At its most basic, carbon capture works by capturing the CO2 generated by industrial processes — some of the biggest offenders when it comes to carbon emissions — and either storing it or reprocessing it into something useful. Carbon Dioxide Capture and Storage (CCS) processes work by separating CO2 from the other gasses generated by those industries, compressing it and transporting it to its final resting place. Finally, the captured carbon dioxide can be injected into underground rock formations to capture it permanently.
The exact details will vary based on the availability of these underground structures. The Zero Carbon Hunter project, based in the United Kingdom, uses a saline aquifer 1.6km below the seabed in the North Sea. This aquifer, named Endurance, is 90 miles off the coast of the UK and could serve as a capture point for tons and tons of CO2. Depleted oil and gas fields could also serve as CO2 storage.
Advances in Carbon Capture Technology
Researchers at the University of Delaware recently discovered a way to remove upwards of 99% of CO2 from the air, using a hydrogen-powered system that doesn’t generate additional emissions. This unique electrochemical system came into being as researchers worked to find a way to improve existing hydrogen exchange membranes (HEM) fuel cells. These fuel cells are still a new technology, but they might replace lead-acid batteries as a primary energy source if engineers perfect them.
The biggest challenge with these HEM fuel cells is that they don’t react well to carbon dioxide. If they encounter too much CO2, they can lose up to 20% of their performance and efficiency, which researchers have been trying to overcome for 15 years.
More recently, the team discovered why the HEM fuel cells choked in the presence of CO2 — they were absorbing nearly all of it. It wasn’t their intended function, but this type of accidental carbon capture technology could make an enormous difference. It doesn’t help make the fuel cells more functional, but the technology could help make it easier to counter some of the damage that we’re doing to the planet with those carbon emissions.
Making Carbon Work For Us
Carbon capture and storage is one solution, but it’s not perfect. For one thing, eventually, we will run out of places to store all that CO2 — and there’s no telling the impact it might have if it escapes back into the atmosphere. Researchers and scientists are exploring other ways to get rid of CO2 by capturing it and turning it into something useful. Instead of CCS, this looks at carbon capture and utilization (CCU).
Captured CO2 can replace water during the curing process of concrete. In addition to saving water and trapping CO2 in the finished product, the cured concrete is stronger than traditionally cured surfaces. There is also the possibility of using captured CO2 to create carbon-neutral synthetic fuels. This technique kills two sustainability birds with one stone by using caught CO2 and reducing our reliance on fossil fuels in one fell swoop.
These are just a couple of examples.

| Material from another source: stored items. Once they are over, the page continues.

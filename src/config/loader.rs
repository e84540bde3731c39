//! Configuration loading from disk.

use std::fs;
use std::path::Path;

use thiserror::Error;

use crate::config::document::{parse_document, DocumentError};
use crate::config::node::GenericNode;
use crate::config::pipe::decode_pipes;
use crate::config::projection::DurationParseError;
use crate::config::schema::{decode_schema, Config, DecodeError};
use crate::config::validation::{validate_config, ValidationError};

/// Error type for configuration loading.
#[derive(Debug, Error)]
pub enum ConfigError {
    #[error("load file error: {0}")]
    Io(#[from] std::io::Error),

    #[error("unmarshal payload error: {0}")]
    Document(#[from] DocumentError),

    #[error("unmarshal error: {0}")]
    Decode(#[source] DecodeError),

    #[error("unmarshal pipe config error: {0}")]
    Pipe(#[source] DecodeError),

    #[error("invalid config: {0}")]
    Validation(#[from] ValidationError),

    #[error(transparent)]
    Duration(#[from] DurationParseError),
}

/// Decode a parsed document into a [`Config`], pipes included.
///
/// The tree is decoded twice: once by field name for everything but `pipe`,
/// then the raw `pipe` node is decoded with its labels recovered.
pub fn decode_config(root: &GenericNode) -> Result<Config, ConfigError> {
    let mut config = decode_schema(root).map_err(ConfigError::Decode)?;

    let raw_pipes = match root {
        GenericNode::Mapping(mapping) => mapping.get("pipe"),
        _ => None,
    };
    config.pipes = decode_pipes(raw_pipes).map_err(ConfigError::Pipe)?;

    Ok(config)
}

/// Parse, decode and validate configuration text.
pub fn load_config_str(content: &str) -> Result<Config, ConfigError> {
    let root = parse_document(content)?;
    let config = decode_config(&root)?;

    validate_config(&config)?;

    tracing::debug!(
        hosts = config.hosts.len(),
        pipes = config.pipes.len(),
        servers = config.servers.len(),
        "Configuration decoded"
    );
    Ok(config)
}

/// Load and validate configuration from a file.
pub fn load_config(path: &Path) -> Result<Config, ConfigError> {
    let content = fs::read_to_string(path)?;
    let config = load_config_str(&content)?;

    tracing::info!(path = %path.display(), "Configuration loaded");
    Ok(config)
}
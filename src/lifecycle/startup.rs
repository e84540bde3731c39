//! Startup orchestration.
//!
//! # Responsibilities
//! - Project the validated configuration for the runtime
//! - Start the runtime and wait for a stop request
//! - Stop the runtime within the configured graceful-shutdown window
//!
//! # Design Decisions
//! - Fail fast: a bad graceful-shutdown literal aborts before the runtime starts
//! - Async runtime errors cancel an explicit `done` context instead of a
//!   process-wide channel

use std::future::Future;
use std::sync::Arc;

use thiserror::Error;

use crate::config::loader::ConfigError;
use crate::config::projection::{AsyncErrorHandler, ClientConfig};
use crate::config::Config;
use crate::lifecycle::signals::{wait_for_stop, StopReason};
use crate::lifecycle::ShutdownContext;

pub type BoxError = Box<dyn std::error::Error + Send + Sync>;

/// The server runtime that consumes [`ClientConfig`].
pub trait Runtime {
    fn start(&mut self, config: ClientConfig) -> impl Future<Output = Result<(), BoxError>> + Send;

    /// Stop serving. Implementations should give up once `ctx` is cancelled.
    fn stop(&mut self, ctx: ShutdownContext) -> impl Future<Output = Result<(), BoxError>> + Send;
}

#[derive(Debug, Error)]
pub enum StartupError {
    #[error(transparent)]
    Config(#[from] ConfigError),

    #[error("start runtime error: {0}")]
    Start(#[source] BoxError),

    #[error("stop runtime error: {0}")]
    Stop(#[source] BoxError),

    #[error("graceful shutdown window elapsed before the runtime stopped")]
    StopTimeout,
}

/// Build the handler the runtime calls on background failures.
///
/// The error is logged and `done` is cancelled, which ends [`serve`]'s wait.
pub fn async_error_handler(done: ShutdownContext) -> AsyncErrorHandler {
    Arc::new(move |err: &(dyn std::error::Error + 'static)| {
        tracing::error!(error = %err, "async error occurred");
        done.cancel();
    })
}

/// Run `runtime` until a signal arrives or `done` is cancelled, then stop it.
pub async fn serve<R: Runtime>(
    config: &Config,
    runtime: &mut R,
    done: ShutdownContext,
) -> Result<StopReason, StartupError> {
    let window = config.graceful_shutdown().map_err(ConfigError::from)?;
    let client = config.to_client_config(async_error_handler(done.clone()));

    tracing::info!(
        hosts = client.host.len(),
        port = client.server.http.port,
        "Starting runtime"
    );
    runtime.start(client).await.map_err(StartupError::Start)?;

    let reason = wait_for_stop(&done).await;
    tracing::info!(reason = ?reason, graceful_shutdown = ?window, "Stopping runtime");

    // The deadline starts counting here, not at startup.
    let ctx = config.to_shutdown_context().map_err(ConfigError::from)?;

    tokio::select! {
        result = runtime.stop(ctx.clone()) => result.map_err(StartupError::Stop)?,
        _ = ctx.cancelled() => return Err(StartupError::StopTimeout),
    }

    tracing::info!("Shutdown complete");
    Ok(reason)
}
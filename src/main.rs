//! pipehub configuration tool.
//!
//! ```text
//! config.toml → load → validate ─┬→ check     (validated Config as JSON)
//!                                └→ generate  (GenerateConfig as JSON)
//! ```
//!
//! Any decode, validation or duration error is fatal: the message goes to
//! stderr and the process exits with status 1.

use std::path::PathBuf;
use std::process::ExitCode;

use clap::{Parser, Subcommand};
use serde::Serialize;

use pipehub::config::load_config;
use pipehub::observability::logging;

#[derive(Parser)]
#[command(name = "pipehub")]
#[command(about = "Validate pipehub configuration", long_about = None)]
struct Cli {
    /// Log level used when RUST_LOG is not set.
    #[arg(long, default_value = "info", global = true)]
    log_level: String,

    #[command(subcommand)]
    command: Commands,
}

#[derive(Subcommand)]
enum Commands {
    /// Decode and validate a config file, then print it
    Check {
        #[arg(short, long)]
        config: PathBuf,
    },
    /// Print the plugin build configuration
    Generate {
        #[arg(short, long)]
        config: PathBuf,
    },
}

fn main() -> ExitCode {
    let cli = Cli::parse();
    logging::init(&cli.log_level);

    match run(cli.command) {
        Ok(()) => ExitCode::SUCCESS,
        Err(e) => {
            eprintln!("Error: {}", e);
            ExitCode::FAILURE
        }
    }
}

fn run(command: Commands) -> Result<(), Box<dyn std::error::Error>> {
    match command {
        Commands::Check { config } => {
            let cfg = load_config(&config)?;
            // Surface a bad graceful-shutdown literal here rather than at stop time.
            let window = cfg.graceful_shutdown()?;
            tracing::info!(
                hosts = cfg.hosts.len(),
                pipes = cfg.pipes.len(),
                graceful_shutdown = ?window,
                "Configuration is valid"
            );
            print_json(&cfg)?;
        }
        Commands::Generate { config } => {
            let cfg = load_config(&config)?;
            print_json(&cfg.to_generate_config())?;
        }
    }
    Ok(())
}

fn print_json<T: Serialize>(value: &T) -> Result<(), serde_json::Error> {
    println!("{}", serde_json::to_string_pretty(value)?);
    Ok(())
}
//! Shared fixtures for pipeline and lifecycle tests.

use std::path::PathBuf;
use std::sync::{Arc, Mutex};

use pipehub::config::ClientConfig;
use pipehub::lifecycle::startup::{BoxError, Runtime};
use pipehub::ShutdownContext;

/// The reference document: one host, one server, one pipe.
#[allow(dead_code)]
pub const SAMPLE: &str = r#"
[[host]]
endpoint = "google"
handler = "base.Default"

[[server]]
graceful-shutdown = "10s"

[[server.http]]
port = 80

[[server.action]]
not-found = "base.NotFound"
panic = "base.Panic"

[[pipe]]
[[pipe."github.com/pipehub/sample"]]
version = "v0.7.0"
alias = "base"
"#;

/// Write `content` to a unique file under the temp dir.
#[allow(dead_code)]
pub fn write_config(name: &str, content: &str) -> PathBuf {
    let path = std::env::temp_dir().join(format!("pipehub-{}-{}.toml", name, std::process::id()));
    std::fs::write(&path, content).unwrap();
    path
}

/// What a runtime saw during a test.
#[allow(dead_code)]
#[derive(Default)]
pub struct Recorded {
    pub started: Option<ClientConfig>,
    pub stop_ctx: Option<ShutdownContext>,
}

/// A runtime that records its calls. With `fail_on_start` set it reports an
/// async error right after starting.
#[allow(dead_code)]
#[derive(Clone, Default)]
pub struct RecordingRuntime {
    pub recorded: Arc<Mutex<Recorded>>,
    pub fail_on_start: bool,
}

impl Runtime for RecordingRuntime {
    async fn start(&mut self, config: ClientConfig) -> Result<(), BoxError> {
        if self.fail_on_start {
            let handler = config.async_error_handler.clone();
            tokio::spawn(async move {
                let err = std::io::Error::new(std::io::ErrorKind::Other, "listener crashed");
                handler(&err);
            });
        }
        self.recorded.lock().unwrap().started = Some(config);
        Ok(())
    }

    async fn stop(&mut self, ctx: ShutdownContext) -> Result<(), BoxError> {
        self.recorded.lock().unwrap().stop_ctx = Some(ctx);
        Ok(())
    }
}
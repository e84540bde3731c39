//! Views of a validated [`Config`] for downstream consumers.
//!
//! - [`GenerateConfig`] feeds the plugin build step
//! - [`ClientConfig`] boots the server runtime
//! - [`ShutdownContext`] bounds how long the runtime may take to stop
//!
//! All projections are pure and may be taken any number of times.

use std::fmt;
use std::sync::Arc;
use std::time::Duration;

use serde::Serialize;
use thiserror::Error;

use crate::config::schema::Config;
use crate::lifecycle::ShutdownContext;

/// Callback invoked by the runtime when a background task fails.
pub type AsyncErrorHandler = Arc<dyn Fn(&(dyn std::error::Error + 'static)) + Send + Sync>;

/// Plugin build configuration.
#[derive(Debug, Clone, Default, PartialEq, Eq, Serialize)]
pub struct GenerateConfig {
    pub pipe: Vec<GenerateConfigPipe>,
}

#[derive(Debug, Clone, Default, PartialEq, Eq, Serialize)]
pub struct GenerateConfigPipe {
    pub alias: String,
    pub path: String,
    pub module: String,
    pub version: String,
}

/// Runtime configuration.
#[derive(Clone, Serialize)]
pub struct ClientConfig {
    pub host: Vec<ClientConfigHost>,
    pub server: ClientConfigServer,
    #[serde(skip)]
    pub async_error_handler: AsyncErrorHandler,
}

impl fmt::Debug for ClientConfig {
    fn fmt(&self, f: &mut fmt::Formatter<'_>) -> fmt::Result {
        f.debug_struct("ClientConfig")
            .field("host", &self.host)
            .field("server", &self.server)
            .finish_non_exhaustive()
    }
}

#[derive(Debug, Clone, Default, PartialEq, Eq, Serialize)]
pub struct ClientConfigHost {
    pub endpoint: String,
    pub handler: String,
}

#[derive(Debug, Clone, Default, PartialEq, Eq, Serialize)]
pub struct ClientConfigServer {
    pub http: ClientConfigServerHttp,
    pub action: ClientConfigServerAction,
}

#[derive(Debug, Clone, Default, PartialEq, Eq, Serialize)]
pub struct ClientConfigServerHttp {
    /// 0 when no `http` block was written.
    pub port: i64,
}

#[derive(Debug, Clone, Default, PartialEq, Eq, Serialize)]
#[serde(rename_all = "kebab-case")]
pub struct ClientConfigServerAction {
    pub not_found: String,
    pub panic: String,
}

/// The `graceful-shutdown` literal could not be parsed.
#[derive(Debug, Error)]
#[error("parse duration '{raw}' error: {source}")]
pub struct DurationParseError {
    pub raw: String,
    #[source]
    pub source: humantime::DurationError,
}

impl Config {
    pub fn to_generate_config(&self) -> GenerateConfig {
        GenerateConfig {
            pipe: self
                .pipes
                .iter()
                .map(|pipe| GenerateConfigPipe {
                    alias: pipe.alias.clone(),
                    path: pipe.import_path.clone(),
                    module: pipe.module.clone(),
                    version: pipe.version.clone(),
                })
                .collect(),
        }
    }

    /// Build the runtime configuration. The error handler comes from the
    /// caller, never from the document.
    pub fn to_client_config(&self, async_error_handler: AsyncErrorHandler) -> ClientConfig {
        let host = self
            .hosts
            .iter()
            .map(|host| ClientConfigHost {
                endpoint: host.endpoint.clone(),
                handler: host.handler.clone(),
            })
            .collect();

        let mut server = ClientConfigServer::default();
        if let Some(s) = self.server() {
            if let Some(action) = s.action() {
                server.action = ClientConfigServerAction {
                    not_found: action.not_found.clone(),
                    panic: action.panic.clone(),
                };
            }
            if let Some(http) = s.http() {
                server.http = ClientConfigServerHttp { port: http.port };
            }
        }

        ClientConfig {
            host,
            server,
            async_error_handler,
        }
    }

    /// The configured graceful-shutdown window, if any.
    pub fn graceful_shutdown(&self) -> Result<Option<Duration>, DurationParseError> {
        let raw = match self.server() {
            Some(server) if !server.graceful_shutdown.is_empty() => &server.graceful_shutdown,
            _ => return Ok(None),
        };

        humantime::parse_duration(raw)
            .map(Some)
            .map_err(|source| DurationParseError {
                raw: raw.clone(),
                source,
            })
    }

    /// Create the context handed to the runtime's stop call. Without a
    /// graceful-shutdown window it never expires on its own.
    pub fn to_shutdown_context(&self) -> Result<ShutdownContext, DurationParseError> {
        Ok(match self.graceful_shutdown()? {
            Some(window) => ShutdownContext::with_timeout(window),
            None => ShutdownContext::never(),
        })
    }
}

The potential applications for the captured CO2 are limitless — the challenge lies in capturing it. The University of Delaware researchers’ work could be the final piece of the puzzle to create a genuinely carbon-neutral future.
Creating a More Sustainable Future
Time is swiftly running out before, as a planet, we need to reduce our carbon emissions by 50%. While eliminating all of those emissions isn’t possible with the current shape of industry and technology, we can take steps to reduce the CO2 in the atmosphere and offset the emissions that we do create. 2030 is the first deadline, barely eight years away. The new carbon 99% efficient carbon capture technology is a light at the end of this very long tunnel and proves that we may have a chance at preventing the looming climate crisis.